* Task brief
If a line in the listing below contains the word "WarchestError", count it, then please give only the number of such lines.

==============================

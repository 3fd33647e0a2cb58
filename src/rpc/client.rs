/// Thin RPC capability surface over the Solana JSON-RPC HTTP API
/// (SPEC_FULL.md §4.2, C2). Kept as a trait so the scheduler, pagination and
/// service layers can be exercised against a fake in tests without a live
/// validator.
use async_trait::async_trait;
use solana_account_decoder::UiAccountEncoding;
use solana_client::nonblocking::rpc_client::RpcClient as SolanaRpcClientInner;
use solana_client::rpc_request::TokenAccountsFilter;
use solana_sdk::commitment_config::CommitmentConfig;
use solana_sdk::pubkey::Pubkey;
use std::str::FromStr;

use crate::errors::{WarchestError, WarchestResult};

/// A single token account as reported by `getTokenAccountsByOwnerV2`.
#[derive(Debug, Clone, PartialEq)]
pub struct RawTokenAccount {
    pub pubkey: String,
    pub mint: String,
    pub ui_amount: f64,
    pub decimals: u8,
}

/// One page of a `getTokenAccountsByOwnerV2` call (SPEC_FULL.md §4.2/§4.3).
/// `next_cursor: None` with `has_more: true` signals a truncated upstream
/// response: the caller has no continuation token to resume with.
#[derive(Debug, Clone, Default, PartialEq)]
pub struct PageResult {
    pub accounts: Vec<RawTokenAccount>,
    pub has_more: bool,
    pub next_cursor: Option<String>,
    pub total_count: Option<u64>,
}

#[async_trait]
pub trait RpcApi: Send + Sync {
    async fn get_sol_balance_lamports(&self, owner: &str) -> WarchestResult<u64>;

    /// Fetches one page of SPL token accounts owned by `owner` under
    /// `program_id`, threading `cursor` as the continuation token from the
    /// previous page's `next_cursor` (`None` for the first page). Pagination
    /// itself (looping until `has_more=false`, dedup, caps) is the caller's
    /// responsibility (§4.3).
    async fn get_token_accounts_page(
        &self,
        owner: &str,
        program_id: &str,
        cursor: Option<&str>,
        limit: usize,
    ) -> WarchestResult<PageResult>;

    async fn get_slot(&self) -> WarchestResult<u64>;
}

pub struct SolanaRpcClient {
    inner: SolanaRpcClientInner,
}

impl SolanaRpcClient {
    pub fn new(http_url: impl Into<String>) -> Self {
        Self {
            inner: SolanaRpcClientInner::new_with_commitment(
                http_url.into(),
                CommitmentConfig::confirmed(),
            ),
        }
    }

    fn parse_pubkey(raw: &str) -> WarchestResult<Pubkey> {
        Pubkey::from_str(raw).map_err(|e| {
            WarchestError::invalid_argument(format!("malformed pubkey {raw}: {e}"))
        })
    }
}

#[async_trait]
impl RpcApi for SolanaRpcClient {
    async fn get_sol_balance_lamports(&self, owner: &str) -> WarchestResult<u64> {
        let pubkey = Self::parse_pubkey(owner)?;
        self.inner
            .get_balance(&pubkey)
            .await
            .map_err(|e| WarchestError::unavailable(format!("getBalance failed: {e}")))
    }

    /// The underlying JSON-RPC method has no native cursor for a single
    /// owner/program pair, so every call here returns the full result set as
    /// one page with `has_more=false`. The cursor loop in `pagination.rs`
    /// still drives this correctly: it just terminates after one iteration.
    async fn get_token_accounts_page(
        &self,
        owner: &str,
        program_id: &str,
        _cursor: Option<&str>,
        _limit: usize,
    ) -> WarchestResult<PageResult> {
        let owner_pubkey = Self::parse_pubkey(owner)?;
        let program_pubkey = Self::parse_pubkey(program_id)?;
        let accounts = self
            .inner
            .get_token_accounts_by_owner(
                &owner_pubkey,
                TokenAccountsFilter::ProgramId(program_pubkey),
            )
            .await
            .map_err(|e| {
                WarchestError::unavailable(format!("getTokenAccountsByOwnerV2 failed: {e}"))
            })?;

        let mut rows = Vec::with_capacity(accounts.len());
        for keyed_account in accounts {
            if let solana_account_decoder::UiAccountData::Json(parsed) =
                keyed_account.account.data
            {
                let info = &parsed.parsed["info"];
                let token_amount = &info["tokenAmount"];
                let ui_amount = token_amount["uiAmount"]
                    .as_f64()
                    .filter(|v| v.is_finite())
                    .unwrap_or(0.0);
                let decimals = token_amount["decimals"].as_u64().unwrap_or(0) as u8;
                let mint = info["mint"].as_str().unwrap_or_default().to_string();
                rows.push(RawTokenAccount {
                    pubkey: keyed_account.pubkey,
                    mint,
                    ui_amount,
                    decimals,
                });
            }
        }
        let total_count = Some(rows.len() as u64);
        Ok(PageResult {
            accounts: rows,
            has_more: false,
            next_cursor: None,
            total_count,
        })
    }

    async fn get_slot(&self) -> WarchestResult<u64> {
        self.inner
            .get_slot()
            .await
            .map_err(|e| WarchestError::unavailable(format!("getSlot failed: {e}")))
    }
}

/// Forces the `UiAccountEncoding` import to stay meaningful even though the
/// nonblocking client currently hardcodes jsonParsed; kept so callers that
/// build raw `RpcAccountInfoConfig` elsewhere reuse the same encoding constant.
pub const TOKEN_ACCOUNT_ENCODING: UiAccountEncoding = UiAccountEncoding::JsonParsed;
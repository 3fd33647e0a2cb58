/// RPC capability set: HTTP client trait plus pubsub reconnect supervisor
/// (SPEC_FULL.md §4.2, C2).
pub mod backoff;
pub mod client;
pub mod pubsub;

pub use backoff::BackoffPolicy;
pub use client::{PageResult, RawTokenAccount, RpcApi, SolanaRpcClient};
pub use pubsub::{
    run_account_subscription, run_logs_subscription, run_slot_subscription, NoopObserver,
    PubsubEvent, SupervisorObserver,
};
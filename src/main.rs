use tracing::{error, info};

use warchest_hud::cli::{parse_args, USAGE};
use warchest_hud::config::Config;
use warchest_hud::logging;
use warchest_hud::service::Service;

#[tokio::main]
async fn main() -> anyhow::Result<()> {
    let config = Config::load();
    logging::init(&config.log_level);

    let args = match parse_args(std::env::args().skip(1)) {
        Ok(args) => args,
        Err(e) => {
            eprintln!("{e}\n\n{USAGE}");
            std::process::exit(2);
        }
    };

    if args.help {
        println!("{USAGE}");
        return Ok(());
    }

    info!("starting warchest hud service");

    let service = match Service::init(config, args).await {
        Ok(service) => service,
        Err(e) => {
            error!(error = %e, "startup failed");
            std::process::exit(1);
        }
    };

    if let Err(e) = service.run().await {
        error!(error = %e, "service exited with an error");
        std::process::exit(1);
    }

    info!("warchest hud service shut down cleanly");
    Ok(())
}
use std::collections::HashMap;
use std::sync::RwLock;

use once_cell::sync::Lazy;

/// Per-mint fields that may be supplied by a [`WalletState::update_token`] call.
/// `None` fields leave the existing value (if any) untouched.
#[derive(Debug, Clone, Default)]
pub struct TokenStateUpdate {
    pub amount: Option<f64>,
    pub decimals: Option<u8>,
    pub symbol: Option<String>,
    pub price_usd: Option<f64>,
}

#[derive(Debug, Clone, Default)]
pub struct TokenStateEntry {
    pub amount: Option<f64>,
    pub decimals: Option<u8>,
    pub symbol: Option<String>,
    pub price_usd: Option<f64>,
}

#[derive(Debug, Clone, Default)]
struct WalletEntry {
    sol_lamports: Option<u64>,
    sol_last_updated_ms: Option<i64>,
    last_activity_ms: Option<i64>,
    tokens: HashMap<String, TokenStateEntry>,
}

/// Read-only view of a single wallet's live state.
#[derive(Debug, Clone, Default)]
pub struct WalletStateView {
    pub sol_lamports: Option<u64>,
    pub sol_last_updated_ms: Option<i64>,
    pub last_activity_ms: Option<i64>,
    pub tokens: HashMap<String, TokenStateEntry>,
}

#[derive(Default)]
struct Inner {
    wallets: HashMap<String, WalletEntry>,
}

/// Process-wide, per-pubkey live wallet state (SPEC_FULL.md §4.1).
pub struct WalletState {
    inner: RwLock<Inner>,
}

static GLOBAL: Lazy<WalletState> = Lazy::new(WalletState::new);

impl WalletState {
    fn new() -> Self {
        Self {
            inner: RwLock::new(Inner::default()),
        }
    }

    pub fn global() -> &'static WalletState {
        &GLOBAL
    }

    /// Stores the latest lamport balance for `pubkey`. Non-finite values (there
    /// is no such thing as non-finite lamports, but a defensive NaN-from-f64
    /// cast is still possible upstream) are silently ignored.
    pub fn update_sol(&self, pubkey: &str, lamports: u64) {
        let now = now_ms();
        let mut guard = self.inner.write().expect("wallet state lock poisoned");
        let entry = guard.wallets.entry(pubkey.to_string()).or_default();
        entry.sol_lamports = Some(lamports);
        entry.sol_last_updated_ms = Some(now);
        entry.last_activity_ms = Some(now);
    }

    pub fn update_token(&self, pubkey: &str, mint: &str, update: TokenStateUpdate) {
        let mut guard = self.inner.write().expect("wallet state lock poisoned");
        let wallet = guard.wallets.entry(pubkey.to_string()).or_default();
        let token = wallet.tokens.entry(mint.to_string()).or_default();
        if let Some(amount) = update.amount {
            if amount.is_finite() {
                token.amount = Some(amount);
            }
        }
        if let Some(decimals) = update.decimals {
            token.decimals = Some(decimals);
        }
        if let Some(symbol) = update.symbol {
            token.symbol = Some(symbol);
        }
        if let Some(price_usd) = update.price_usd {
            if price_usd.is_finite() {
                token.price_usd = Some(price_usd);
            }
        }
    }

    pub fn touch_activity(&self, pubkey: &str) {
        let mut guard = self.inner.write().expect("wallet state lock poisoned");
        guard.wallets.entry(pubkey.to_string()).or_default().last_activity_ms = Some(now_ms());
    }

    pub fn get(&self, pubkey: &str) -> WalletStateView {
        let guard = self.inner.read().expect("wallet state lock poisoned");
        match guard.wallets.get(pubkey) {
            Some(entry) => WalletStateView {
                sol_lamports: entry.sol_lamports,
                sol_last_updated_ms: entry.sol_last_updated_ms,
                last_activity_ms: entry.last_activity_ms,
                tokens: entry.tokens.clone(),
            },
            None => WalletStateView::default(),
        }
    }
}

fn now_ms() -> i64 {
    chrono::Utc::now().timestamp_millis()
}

==============================

* Response area
5